WORK REQUEST: Search the listing below for the word "downstream" and copy each line that holds it.

=== RECORDS TO PROCESS ===

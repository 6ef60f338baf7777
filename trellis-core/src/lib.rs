//! Trellis Core
//!
//! This crate provides a fine-grained reactive dependency-tracking engine.
//! It implements:
//!
//! - Reactive primitives (signals, computed values, effects, scopes)
//! - Glitch-free push-pull propagation over a reusable link graph
//! - Activation tracking with debounced teardown, for resources that should
//!   only run while something consumes them
//!
//! # Architecture
//!
//! The crate is organized into two modules:
//!
//! - `graph`: node and link arenas, dependency tracking, propagation
//! - `reactive`: the runtime and the typed handles built on it
//!
//! # Example
//!
//! ```rust
//! use std::cell::RefCell;
//! use std::rc::Rc;
//! use trellis_core::Runtime;
//!
//! let rt = Runtime::new();
//!
//! // Create a signal
//! let count = rt.signal(1);
//!
//! // Create a derived value
//! let doubled = rt.computed({
//!     let count = count.clone();
//!     move || count.get() * 2
//! });
//!
//! // Create an effect
//! let log = Rc::new(RefCell::new(Vec::new()));
//! let _effect = rt.effect({
//!     let (doubled, log) = (doubled.clone(), log.clone());
//!     move || -> trellis_core::Result<()> {
//!         log.borrow_mut().push(doubled.get()?);
//!         Ok(())
//!     }
//! })?;
//!
//! // Writing an equal value notifies nobody
//! count.set(1)?;
//! assert_eq!(*log.borrow(), vec![2]);
//!
//! // Update the signal; the effect has run by the time `set` returns
//! count.set(5)?;
//! assert_eq!(*log.borrow(), vec![2, 10]);
//! # Ok::<(), trellis_core::Error>(())
//! ```

mod config;
mod error;
mod graph;
pub mod reactive;

pub use config::{RuntimeConfig, DEFAULT_MAX_EFFECT_RUNS};
pub use error::{BoxError, Error, Result};
pub use graph::{NodeId, NodeKind};
pub use reactive::{
    Cleanup, Computed, DeferredScope, Disposer, Effect, EffectOptions, EffectOutput, EffectScope,
    Runner, Runtime, Signal, Trigger,
};
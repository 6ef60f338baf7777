//! Reactive Primitives
//!
//! This module implements the reactive system: signals, computed values,
//! effects and scopes, all living in a [`Runtime`].
//!
//! # Concepts
//!
//! ## Signals
//!
//! A Signal is a container for mutable state. When a signal's value is read
//! within a tracking context (such as a computed value or effect), the signal
//! is linked to that context. When the signal's value changes, everything
//! downstream is marked and the affected effects run.
//!
//! ## Computed Values
//!
//! A Computed is a derived value that caches its result. It re-evaluates only
//! when one of its dependencies actually changed, and only when read.
//!
//! ## Effects
//!
//! An Effect is a side-effecting computation that runs whenever its
//! dependencies change. Effects are used to synchronize reactive state with
//! external systems.
//!
//! ## Scopes
//!
//! A scope owns the effects created inside it and disposes them together.
//!
//! ## Activation
//!
//! Signals and computed values can be told when something active starts and
//! stops depending on them, to run a backing resource only while it is used.
//!
//! # Implementation Notes
//!
//! The runtime keeps the current observer in a cell. When a node is read, the
//! observer (if any) is linked to it. This approach (sometimes called
//! "automatic dependency tracking" or "transparent reactivity") is used by
//! SolidJS, Vue 3, and Leptos.

mod activation;
mod computed;
mod context;
mod disposer;
mod effect;
mod runtime;
mod scope;
mod signal;
mod trigger;

pub use computed::Computed;
pub use disposer::Disposer;
pub use effect::{Cleanup, Effect, EffectOptions, EffectOutput};
pub use runtime::Runtime;
pub use scope::{DeferredScope, EffectScope};
pub use signal::Signal;
pub use trigger::{Runner, Trigger};

pub(crate) use computed::Derive;
pub(crate) use effect::EffectJob;
//! Disposers
//!
//! A [`Disposer`] undoes a registration (a subscription, an activation
//! handler). Disposing is idempotent: the second call finds nothing to do.

use std::cell::Cell;
use std::fmt;

/// Handle that undoes a registration once.
pub struct Disposer {
    dispose: Cell<Option<Box<dyn FnOnce()>>>,
}

impl Disposer {
    pub(crate) fn new(f: impl FnOnce() + 'static) -> Self {
        Self {
            dispose: Cell::new(Some(Box::new(f))),
        }
    }

    /// A disposer with nothing left to undo.
    pub(crate) fn disposed() -> Self {
        Self {
            dispose: Cell::new(None),
        }
    }

    /// Undo the registration. Later calls do nothing.
    pub fn dispose(&self) {
        if let Some(dispose) = self.dispose.take() {
            dispose();
        }
    }

    pub fn is_disposed(&self) -> bool {
        // Cell<Option<Box<_>>> has no peek; take and put back.
        let current = self.dispose.take();
        let disposed = current.is_none();
        self.dispose.set(current);
        disposed
    }
}

impl fmt::Debug for Disposer {
    fn fmt(&self, f: &mut fmt::Formatter<'_>) -> fmt::Result {
        f.debug_struct("Disposer")
            .field("disposed", &self.is_disposed())
            .finish()
    }
}
//! Decoding of the inline `fileContent` payload into raw bytes.
//!
//! Accepted shapes:
//! - base64 string, optionally as a `data:<mime>;base64,` URL
//! - JSON array of byte values
//! - JSON object keyed by index, as produced by `JSON.stringify(new Uint8Array(..))`

use std::collections::BTreeMap;

use base64::{engine::general_purpose::STANDARD, Engine as _};
use serde::Deserialize;

use crate::errors::PipelineError;

#[derive(Debug, Clone, Deserialize)]
#[serde(untagged)]
pub enum DocumentContent {
    Encoded(String),
    Bytes(Vec<i64>),
    Indexed(BTreeMap<String, i64>),
}

impl Default for DocumentContent {
    fn default() -> Self {
        DocumentContent::Encoded(String::new())
    }
}

impl DocumentContent {
    pub fn decode(&self) -> Result<Vec<u8>, PipelineError> {
        match self {
            DocumentContent::Encoded(s) => decode_base64(s),
            DocumentContent::Bytes(values) => values.iter().copied().map(to_byte).collect(),
            DocumentContent::Indexed(map) => {
                let mut indexed = map
                    .iter()
                    .map(|(k, v)| {
                        let index = k.parse::<usize>().map_err(|_| {
                            PipelineError::Extraction(format!("Invalid byte index '{k}'"))
                        })?;
                        Ok((index, to_byte(*v)?))
                    })
                    .collect::<Result<Vec<_>, PipelineError>>()?;
                // BTreeMap orders keys lexically ("10" < "2"), so re-sort numerically.
                indexed.sort_unstable_by_key(|(i, _)| *i);
                if let Some((pos, (index, _))) =
                    indexed.iter().enumerate().find(|(pos, (i, _))| pos != i)
                {
                    return Err(PipelineError::Extraction(format!(
                        "Byte index {index} found where {pos} was expected"
                    )));
                }
                Ok(indexed.into_iter().map(|(_, b)| b).collect())
            }
        }
    }
}

fn decode_base64(s: &str) -> Result<Vec<u8>, PipelineError> {
    let payload = match s.split_once(";base64,") {
        Some((prefix, rest)) if prefix.starts_with("data:") => rest,
        _ => s,
    };
    let compact: String = payload.chars().filter(|c| !c.is_whitespace()).collect();

    STANDARD
        .decode(compact.as_bytes())
        .map_err(|e| PipelineError::Extraction(format!("fileContent is not valid base64: {e}")))
}

fn to_byte(value: i64) -> Result<u8, PipelineError> {
    u8::try_from(value)
        .map_err(|_| PipelineError::Extraction(format!("Byte value {value} is out of range")))
}
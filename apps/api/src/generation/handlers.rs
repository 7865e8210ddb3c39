//! Axum route handlers for the cover letter API.

use axum::{extract::State, Json};
use tracing::{info_span, Instrument};
use uuid::Uuid;

use crate::errors::PipelineError;
use crate::generation::generator::{run_pipeline, CoverLetter, UploadRequest};
use crate::state::AppState;

/// POST /upload
///
/// Full pipeline: extract → embed → generate.
/// Success and failure are both answered with 200; failures carry `"status": "fail"`.
pub async fn handle_upload(
    State(state): State<AppState>,
    Json(request): Json<UploadRequest>,
) -> Result<Json<CoverLetter>, PipelineError> {
    let request_id = Uuid::new_v4();
    let cover_letter = run_pipeline(&state, request)
        .instrument(info_span!("upload", %request_id))
        .await?;

    Ok(Json(cover_letter))
}
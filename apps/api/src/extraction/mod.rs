//! PDF Text Extraction: raw document bytes → normalized plain text.
//!
//! `AppState` holds an `Arc<dyn TextExtractor>`; production uses `PdfTextExtractor`.

pub mod document;

use async_trait::async_trait;
use tracing::debug;

use crate::errors::PipelineError;

/// Converts an uploaded document into normalized text.
#[async_trait]
pub trait TextExtractor: Send + Sync {
    async fn extract(&self, bytes: Vec<u8>) -> Result<String, PipelineError>;
}

/// `pdf-extract` backed extractor.
///
/// Parsing is CPU-bound and runs on the blocking pool. The parsed document is
/// owned by the blocking task and dropped there whether or not parsing succeeds.
/// A panic inside the parser surfaces as a `JoinError` and is reported as an
/// extraction failure instead of tearing down the request.
pub struct PdfTextExtractor;

#[async_trait]
impl TextExtractor for PdfTextExtractor {
    async fn extract(&self, bytes: Vec<u8>) -> Result<String, PipelineError> {
        if bytes.is_empty() {
            return Err(PipelineError::Extraction("Document is empty".to_string()));
        }

        let byte_len = bytes.len();
        let raw = tokio::task::spawn_blocking(move || pdf_extract::extract_text_from_mem(&bytes))
            .await
            .map_err(|e| PipelineError::Extraction(format!("PDF parser aborted: {e}")))?
            .map_err(|e| PipelineError::Extraction(format!("Failed to parse PDF: {e}")))?;

        let text = normalize_whitespace(&raw);
        if text.is_empty() {
            return Err(PipelineError::Extraction(
                "PDF contains no extractable text".to_string(),
            ));
        }

        debug!(byte_len, chars = text.chars().count(), "PDF text extracted");
        Ok(text)
    }
}

/// Collapses every run of whitespace (newlines included) to one space and trims both ends.
pub fn normalize_whitespace(text: &str) -> String {
    text.split_whitespace().collect::<Vec<_>>().join(" ")
}
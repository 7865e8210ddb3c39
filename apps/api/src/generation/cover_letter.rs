//! Cover Letter Generation: one chat call over the CV and the job description.

use tracing::debug;

use crate::errors::PipelineError;
use crate::generation::prompts::{cover_letter_user_prompt, COVER_LETTER_SYSTEM};
use crate::llm_client::{ChatBackend, ChatMessage};

/// Characters of CV text included in the prompt. Fixed; the job description is never cut.
pub const CV_PROMPT_CHAR_LIMIT: usize = 4000;

/// Returns the first `limit` characters of `text`, never splitting a UTF-8 sequence.
pub fn truncate_chars(text: &str, limit: usize) -> &str {
    match text.char_indices().nth(limit) {
        Some((byte_idx, _)) => &text[..byte_idx],
        None => text,
    }
}

pub fn build_messages(cv_text: &str, job_description: &str) -> Vec<ChatMessage> {
    let cv_excerpt = truncate_chars(cv_text, CV_PROMPT_CHAR_LIMIT);
    vec![
        ChatMessage::system(COVER_LETTER_SYSTEM),
        ChatMessage::user(cover_letter_user_prompt(cv_excerpt, job_description)),
    ]
}

/// Returns the model's reply verbatim. A blank reply is `GenerationEmpty`.
pub async fn generate_cover_letter(
    backend: &dyn ChatBackend,
    model: &str,
    cv_text: &str,
    job_description: &str,
) -> Result<String, PipelineError> {
    let messages = build_messages(cv_text, job_description);

    let letter = backend
        .chat(model, &messages)
        .await
        .map_err(|e| PipelineError::ModelUnavailable(format!("Chat call failed: {e}")))?;

    if letter.trim().is_empty() {
        return Err(PipelineError::GenerationEmpty);
    }

    debug!(model, chars = letter.chars().count(), "Cover letter generated");
    Ok(letter)
}
//! Prompt text for cover letter generation.

/// System instruction for the cover letter chat call.
pub const COVER_LETTER_SYSTEM: &str = "\
You are an expert career assistant who writes professional, concise, and engaging cover letters.
Generate a tailored cover letter based on the candidate's CV and the job description.
Return only the cover letter text, formatted in proper paragraphs.";

/// Builds the user message. `cv_text` must already be truncated by the caller.
pub fn cover_letter_user_prompt(cv_text: &str, job_description: &str) -> String {
    format!("CV:\n{cv_text}\n\nJob Description:\n{job_description}\n")
}
use axum::Json;
use serde_json::{json, Value};

/// GET /health
/// Returns a simple status object with service version.
pub async fn health_handler() -> Json<Value> {
    Json(json!({
        "status": "ok",
        "version": env!("CARGO_PKG_VERSION"),
        "service": "coverletter"
    }))
}
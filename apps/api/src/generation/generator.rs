//! Upload pipeline: orchestrates one cover letter request.
//!
//! Flow: decode fileContent → extract text → embed CV + description (concurrently)
//!       → generate cover letter → return.
//!
//! Each step short-circuits on failure; the error is returned as a tagged
//! `PipelineError` and the response layer turns it into the failure body.

use serde::{Deserialize, Serialize};
use tracing::info;

use crate::errors::PipelineError;
use crate::extraction::document::DocumentContent;
use crate::generation::cover_letter::generate_cover_letter;
use crate::generation::embeddings::generate_embedding;
use crate::state::AppState;

/// Body of `POST /upload`. Missing fields default to empty so that a bare `{}`
/// still reaches the pipeline and fails at extraction.
#[derive(Debug, Clone, Default, Deserialize)]
#[serde(rename_all = "camelCase")]
pub struct UploadRequest {
    #[serde(default)]
    pub file_content: DocumentContent,
    #[serde(default)]
    pub description: String,
}

#[derive(Debug, Clone, Serialize)]
#[serde(rename_all = "camelCase")]
pub struct CoverLetter {
    pub cover_letter: String,
}

pub async fn run_pipeline(
    state: &AppState,
    request: UploadRequest,
) -> Result<CoverLetter, PipelineError> {
    // Step 1: Extract CV text
    let bytes = request.file_content.decode()?;
    let cv_text = state.extractor.extract(bytes).await?;
    info!("CV text extracted ({} chars)", cv_text.chars().count());

    // Step 2: Embeddings (no data dependency between the two calls)
    let model = state.config.embedding_model.as_str();
    let (cv_embedding, job_embedding) = tokio::try_join!(
        generate_embedding(state.embedder.as_ref(), model, &cv_text),
        generate_embedding(state.embedder.as_ref(), model, &request.description),
    )?;
    info!(
        "Embeddings generated (length): {} {}",
        cv_embedding.len(),
        job_embedding.len()
    );

    // Step 3: Cover letter
    let cover_letter = generate_cover_letter(
        state.chat.as_ref(),
        &state.config.chat_model,
        &cv_text,
        &request.description,
    )
    .await?;
    info!(
        "Cover letter generated ({} chars)",
        cover_letter.chars().count()
    );

    Ok(CoverLetter { cover_letter })
}
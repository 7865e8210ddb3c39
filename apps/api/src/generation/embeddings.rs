//! Embedding generation for the CV and the job description.
//!
//! The vectors are logged and dropped; nothing downstream compares them.

use tracing::{debug, trace};

use crate::errors::PipelineError;
use crate::llm_client::EmbeddingBackend;

pub async fn generate_embedding(
    backend: &dyn EmbeddingBackend,
    model: &str,
    text: &str,
) -> Result<Vec<f32>, PipelineError> {
    let embedding = backend
        .embed(model, text)
        .await
        .map_err(|e| PipelineError::ModelUnavailable(format!("Embedding call failed: {e}")))?;

    if embedding.is_empty() {
        return Err(PipelineError::ModelUnavailable(
            "Embedding backend returned an empty vector".to_string(),
        ));
    }

    debug!(model, dimensions = embedding.len(), "Embedding generated");
    trace!(?embedding, "Embedding vector");
    Ok(embedding)
}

===

SOLUTION TO THIS PROBLEM:
//! downstream is marked and the affected effects run.
//! The vectors are logged and dropped; nothing downstream compares them.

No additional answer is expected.